◆ Work request ◆
Working from the listing below, pick each line containing the word "single" and copy it.

◆ Data for processing ◆
//! Parsing of the os-release file format.
//!
//! os-release files are a restricted subset of shell variable assignments, one per line:
//!
//! ```text
//! document   := line ('\n' line)* EOF
//! line       := ws* (variable | comment | '') ws*
//! comment    := '#' any-character* (to end of line)
//! variable   := identifier ws* '=' ws* value
//! identifier := [a-zA-Z_][a-zA-Z_0-9]*
//! value      := unquoted | quoted
//! unquoted   := [a-zA-Z_0-9.-]*
//! quoted     := '"' escaped-chars* '"' | "'" escaped-chars* "'"
//! ws         := ' ' | '\t'
//! ```
//!
//! Inside either kind of quotes exactly five escape sequences are recognised: `\$`, `\"`, `\'`,
//! `\\` and `` \` ``.  Any other backslash is kept as-is.  There is no variable expansion: a `$`
//! outside of quotes is a syntax error rather than something we silently pass through.
//!
//! The document either parses completely or not at all.  The [`Line`]s produced by
//! [`parse_lines()`] are folded into an ordered set of [`Assignments`] by [`parse()`].

use std::{iter::Peekable, str::Chars};

use thiserror::Error;

/// Characters which may follow a backslash in a quoted value to produce themselves.
const ESCAPABLE: &[char] = &['$', '"', '\'', '\\', '`'];

fn is_blank(c: char) -> bool {
    c == ' ' || c == '\t'
}

fn is_name_start(c: char) -> bool {
    c.is_ascii_alphabetic() || c == '_'
}

fn is_name_char(c: char) -> bool {
    c.is_ascii_alphanumeric() || c == '_'
}

fn is_unquoted_char(c: char) -> bool {
    is_name_char(c) || c == '-' || c == '.'
}

/// The different ways an os-release document can fail to parse.
#[derive(Debug, Clone, Copy, PartialEq, Eq, Error)]
pub enum SyntaxErrorKind {
    /// A line started with something other than a variable name or a comment.
    #[error("unexpected {0:?}, expected a variable name or a comment")]
    InvalidName(char),

    /// The variable name wasn't followed by `=`.
    #[error("expected '=' after variable name")]
    ExpectedEquals,

    /// A character outside of the unquoted set appeared in an unquoted value.
    #[error("unexpected {0:?} in unquoted value")]
    InvalidUnquoted(char),

    /// A quoted value was still open at the end of the input.
    #[error("unterminated {0}-quoted value")]
    UnterminatedQuote(char),

    /// Something other than whitespace followed a complete value on the same line.
    #[error("expected end of line")]
    ExpectedEndOfLine,
}

/// A syntax error, along with the position where it was detected.
///
/// Lines and columns are 1-based and columns count characters, not bytes.
#[derive(Debug, Clone, PartialEq, Eq, Error)]
#[error("line {line}, column {column}: {kind}")]
pub struct SyntaxError {
    /// The line containing the error.
    pub line: usize,
    /// The column of the offending character.
    pub column: usize,
    /// What went wrong.
    pub kind: SyntaxErrorKind,
}

/// A single parsed line of an os-release document.
#[derive(Debug, Clone, PartialEq, Eq)]
pub enum Line {
    /// An empty line, or one with only whitespace.
    Blank,
    /// A comment.  The text follows the `#`.
    Comment(String),
    /// A variable assignment with its value fully unquoted and unescaped.
    Assignment {
        /// The variable name.
        key: String,
        /// The decoded value.
        value: String,
    },
}

/// The variable assignments of an os-release document, in order.
///
/// Assigning the same key twice keeps only the last value, and the key moves to the position of
/// its last assignment.
#[derive(Debug, Clone, Default, PartialEq, Eq)]
pub struct Assignments {
    entries: Vec<(String, String)>,
}

impl Assignments {
    /// Creates an empty set of assignments.
    pub fn new() -> Self {
        Self::default()
    }

    /// Assigns `value` to `key`, returning the value it replaced, if any.
    pub fn insert(&mut self, key: impl Into<String>, value: impl Into<String>) -> Option<String> {
        let key = key.into();
        let previous = self.remove(&key);
        self.entries.push((key, value.into()));
        previous
    }

    /// Returns the value assigned to `key`.
    pub fn get(&self, key: &str) -> Option<&str> {
        self.entries
            .iter()
            .find(|(k, _)| k == key)
            .map(|(_, v)| v.as_str())
    }

    /// Removes `key`, returning its value.
    pub fn remove(&mut self, key: &str) -> Option<String> {
        let pos = self.entries.iter().position(|(k, _)| k == key)?;
        Some(self.entries.remove(pos).1)
    }

    /// The number of distinct keys.
    pub fn len(&self) -> usize {
        self.entries.len()
    }

    /// Whether there are no assignments at all.
    pub fn is_empty(&self) -> bool {
        self.entries.is_empty()
    }

    /// Iterates over `(key, value)` pairs in order.
    pub fn iter(&self) -> impl Iterator<Item = (&str, &str)> {
        self.entries.iter().map(|(k, v)| (k.as_str(), v.as_str()))
    }
}

impl<K: Into<String>, V: Into<String>> FromIterator<(K, V)> for Assignments {
    fn from_iter<I: IntoIterator<Item = (K, V)>>(iter: I) -> Self {
        let mut assignments = Self::new();
        for (key, value) in iter {
            assignments.insert(key, value);
        }
        assignments
    }
}

impl IntoIterator for Assignments {
    type Item = (String, String);
    type IntoIter = std::vec::IntoIter<(String, String)>;

    fn into_iter(self) -> Self::IntoIter {
        self.entries.into_iter()
    }
}

struct Cursor<'a> {
    chars: Peekable<Chars<'a>>,
    line: usize,
    column: usize,
}

impl<'a> Cursor<'a> {
    fn new(text: &'a str) -> Self {
        Self {
            chars: text.chars().peekable(),
            line: 1,
            column: 1,
        }
    }

    fn peek(&mut self) -> Option<char> {
        self.chars.peek().copied()
    }

    fn bump(&mut self) -> Option<char> {
        let c = self.chars.next()?;
        if c == '\n' {
            self.line += 1;
            self.column = 1;
        } else {
            self.column += 1;
        }
        Some(c)
    }

    fn eat(&mut self, expected: char) -> bool {
        if self.peek() == Some(expected) {
            self.bump();
            true
        } else {
            false
        }
    }

    fn take_while(&mut self, pred: impl Fn(char) -> bool) -> String {
        let mut result = String::new();
        while let Some(c) = self.peek().filter(|c| pred(*c)) {
            result.push(c);
            self.bump();
        }
        result
    }

    fn skip_blanks(&mut self) {
        while self.peek().is_some_and(is_blank) {
            self.bump();
        }
    }

    /// An error at the position of the next unread character.
    fn error(&self, kind: SyntaxErrorKind) -> SyntaxError {
        SyntaxError {
            line: self.line,
            column: self.column,
            kind,
        }
    }

    fn line(&mut self) -> Result<Line, SyntaxError> {
        self.skip_blanks();
        let line = match self.peek() {
            None | Some('\n') => Line::Blank,
            Some('#') => {
                self.bump();
                Line::Comment(self.take_while(|c| c != '\n'))
            }
            Some(c) if is_name_start(c) => self.assignment()?,
            Some(c) => return Err(self.error(SyntaxErrorKind::InvalidName(c))),
        };
        self.skip_blanks();
        Ok(line)
    }

    fn assignment(&mut self) -> Result<Line, SyntaxError> {
        let key = self.take_while(is_name_char);
        self.skip_blanks();
        if !self.eat('=') {
            return Err(self.error(SyntaxErrorKind::ExpectedEquals));
        }
        self.skip_blanks();

        let value = match self.peek() {
            Some(quote @ ('"' | '\'')) => self.quoted(quote)?,
            _ => self.unquoted()?,
        };

        Ok(Line::Assignment { key, value })
    }

    fn unquoted(&mut self) -> Result<String, SyntaxError> {
        let value = self.take_while(is_unquoted_char);
        match self.peek() {
            Some(c) if c != '\n' && !is_blank(c) => {
                Err(self.error(SyntaxErrorKind::InvalidUnquoted(c)))
            }
            _ => Ok(value),
        }
    }

    fn quoted(&mut self, quote: char) -> Result<String, SyntaxError> {
        // An unterminated quote is reported where it was opened
        let unterminated = self.error(SyntaxErrorKind::UnterminatedQuote(quote));
        self.bump();

        let mut result = String::new();
        loop {
            match self.bump().ok_or_else(|| unterminated.clone())? {
                '\\' => match self.peek() {
                    Some(c) if ESCAPABLE.contains(&c) => {
                        self.bump();
                        result.push(c);
                    }
                    _ => result.push('\\'),
                },
                c if c == quote => break,
                c => result.push(c),
            }
        }

        Ok(result)
    }

    /// Consumes the newline ending the current line.  Returns false at the end of the input.
    fn end_of_line(&mut self) -> Result<bool, SyntaxError> {
        match self.peek() {
            None => Ok(false),
            Some('\n') => {
                self.bump();
                Ok(true)
            }
            Some(_) => Err(self.error(SyntaxErrorKind::ExpectedEndOfLine)),
        }
    }
}

/// Parses an os-release document into its individual lines.
///
/// Every line of the input produces exactly one [`Line`], so a trailing newline results in a
/// final [`Line::Blank`].
pub fn parse_lines(text: &str) -> Result<Vec<Line>, SyntaxError> {
    let mut cursor = Cursor::new(text);
    let mut lines = vec![];

    loop {
        lines.push(cursor.line()?);
        if !cursor.end_of_line()? {
            break;
        }
    }

    Ok(lines)
}

/// Parses an os-release document into its variable assignments.
pub fn parse(text: &str) -> Result<Assignments, SyntaxError> {
    let assignments: Assignments = parse_lines(text)?
        .into_iter()
        .filter_map(|line| match line {
            Line::Assignment { key, value } => Some((key, value)),
            Line::Blank | Line::Comment(_) => None,
        })
        .collect();

    log::trace!("parsed {} os-release assignments", assignments.len());
    Ok(assignments)
}
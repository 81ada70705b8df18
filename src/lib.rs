//! Reading systemd `os-release` files.
//!
//! This crate parses the `os-release(5)` format into an [`OsRelease`] describing the identity of
//! an operating system.  The format is a small subset of shell variable assignments; see the
//! [`parser`] module for the exact grammar.  Parsing is strict: anything outside of the grammar,
//! including `$VAR` references, is an error rather than being passed through or expanded.
//!
//! ```
//! let osrel = osrel::parse_string("ID=centos\nID_LIKE=\"rhel fedora\"").unwrap();
//! assert!(osrel.is_like("fedora"));
//! assert_eq!(osrel.name(), "Linux");
//! ```
//!
//! Use [`current()`] to read the file describing the running system.

#![forbid(unsafe_code)]
#![deny(missing_debug_implementations)]

mod error;
pub mod os_release;
pub mod parser;

use std::{
    io::ErrorKind,
    path::{Path, PathBuf},
};

use log::debug;

pub use crate::{
    error::{Error, Origin, Result},
    os_release::{OsRelease, Urls},
};

/// The locations of the os-release file, in the order they're checked.
pub const KNOWN_PATHS: [&str; 2] = ["/etc/os-release", "/usr/lib/os-release"];

/// Parses the contents of an os-release file.
pub fn parse_string(text: &str) -> Result<OsRelease> {
    let assignments = parser::parse(text).map_err(|source| Error::Parse {
        origin: Origin::string(text),
        source,
    })?;
    Ok(OsRelease::from_assignments(assignments))
}

/// Reads and parses the os-release file at `path`.
///
/// Returns [`Error::NotFound`] if the file doesn't exist.
pub fn read(path: impl AsRef<Path>) -> Result<OsRelease> {
    let path = path.as_ref();
    debug!("reading {path:?}");

    let text = match std::fs::read_to_string(path) {
        Ok(text) => text,
        Err(err) if err.kind() == ErrorKind::NotFound => {
            return Err(Error::NotFound {
                paths: vec![path.to_path_buf()],
            })
        }
        Err(source) => {
            return Err(Error::Io {
                path: path.to_path_buf(),
                source,
            })
        }
    };

    let assignments = parser::parse(&text).map_err(|source| Error::Parse {
        origin: Origin::File(path.to_path_buf()),
        source,
    })?;
    Ok(OsRelease::from_assignments(assignments))
}

/// Reads the first of `paths` which exists.
///
/// Only missing files are skipped: if a file exists but can't be read or parsed, that error is
/// returned without looking any further.  If none of the files exist, the error lists all of
/// them.
pub fn current_from<P: AsRef<Path>>(paths: &[P]) -> Result<OsRelease> {
    for path in paths {
        match read(path) {
            Err(Error::NotFound { .. }) => debug!("{:?} doesn't exist", path.as_ref()),
            result => return result,
        }
    }

    Err(Error::NotFound {
        paths: paths.iter().map(|p| p.as_ref().to_path_buf()).collect(),
    })
}

/// Reads the os-release file of the running system.
///
/// This tries `/etc/os-release` and then `/usr/lib/os-release`.
pub fn current() -> Result<OsRelease> {
    current_from(&KNOWN_PATHS)
}

/// Reads the os-release file of the system image rooted at `root`.
///
/// The [`KNOWN_PATHS`] are looked up relative to `root`, which is useful for inspecting a
/// mounted image or a sysroot.
pub fn current_in(root: impl AsRef<Path>) -> Result<OsRelease> {
    let root = root.as_ref();
    let paths: Vec<PathBuf> = KNOWN_PATHS
        .iter()
        .map(|p| root.join(p.trim_start_matches('/')))
        .collect();
    current_from(&paths)
}

/// Returns true if `id` is the [`OsRelease::id()`] of `osrel` or one of its
/// [`OsRelease::id_like()`] entries.
pub fn is_like(osrel: &OsRelease, id: &str) -> bool {
    osrel.is_like(id)
}
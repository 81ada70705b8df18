//! Command-line tool for inspecting os-release files.
//!
//! By default this reads the os-release file of the running system.  `--root` looks in a
//! mounted image or sysroot instead, and `--file` reads one specific file.

use std::{
    path::{Path, PathBuf},
    process::ExitCode,
};

use anyhow::{bail, Context, Result};
use clap::{Parser, Subcommand};

use osrel::OsRelease;

/// os-release
#[derive(Debug, Parser)]
#[clap(name = "os-release", version)]
pub struct App {
    /// Read this file instead of the standard locations
    #[clap(long, group = "source")]
    file: Option<PathBuf>,
    /// Look for the standard locations under this root directory
    #[clap(long, group = "source")]
    root: Option<PathBuf>,

    #[clap(subcommand)]
    cmd: Command,
}

#[derive(Debug, Subcommand)]
enum Command {
    /// Prints every field as KEY=value
    Show,
    /// Prints the value of a single field, like PRETTY_NAME
    Get { key: String },
    /// Succeeds if the ID or ID_LIKE fields contain the given id
    IsLike { id: String },
    /// Checks that each of the given files parses
    Check {
        #[clap(required = true)]
        files: Vec<PathBuf>,
    },
}

fn load(args: &App) -> Result<OsRelease> {
    let osrel = if let Some(path) = &args.file {
        osrel::read(path)
    } else if let Some(root) = &args.root {
        osrel::current_in(root)
    } else {
        osrel::current()
    };
    Ok(osrel?)
}

fn check(path: &Path) -> Result<String> {
    let osrel = osrel::read(path).with_context(|| format!("checking {path:?}"))?;
    Ok(osrel.pretty_name().to_string())
}

fn main() -> Result<ExitCode> {
    env_logger::init();

    let args = App::parse();

    match &args.cmd {
        Command::Show => {
            for (key, value) in load(&args)?.entries() {
                println!("{key}={value}");
            }
        }
        Command::Get { key } => {
            let osrel = load(&args)?;
            let Some(value) = osrel.get(key) else {
                bail!("{key} is not set");
            };
            println!("{value}");
        }
        Command::IsLike { id } => {
            if !load(&args)?.is_like(id) {
                return Ok(ExitCode::FAILURE);
            }
        }
        Command::Check { files } => {
            let mut failed = false;
            for path in files {
                match check(path) {
                    Ok(pretty_name) => println!("{}: {pretty_name}", path.display()),
                    Err(err) => {
                        eprintln!("{err:#}");
                        failed = true;
                    }
                }
            }
            if failed {
                return Ok(ExitCode::FAILURE);
            }
        }
    }

    Ok(ExitCode::SUCCESS)
}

◆ Answer box ◆
/// A single parsed line of an os-release document.
    /// Prints the value of a single field, like PRETTY_NAME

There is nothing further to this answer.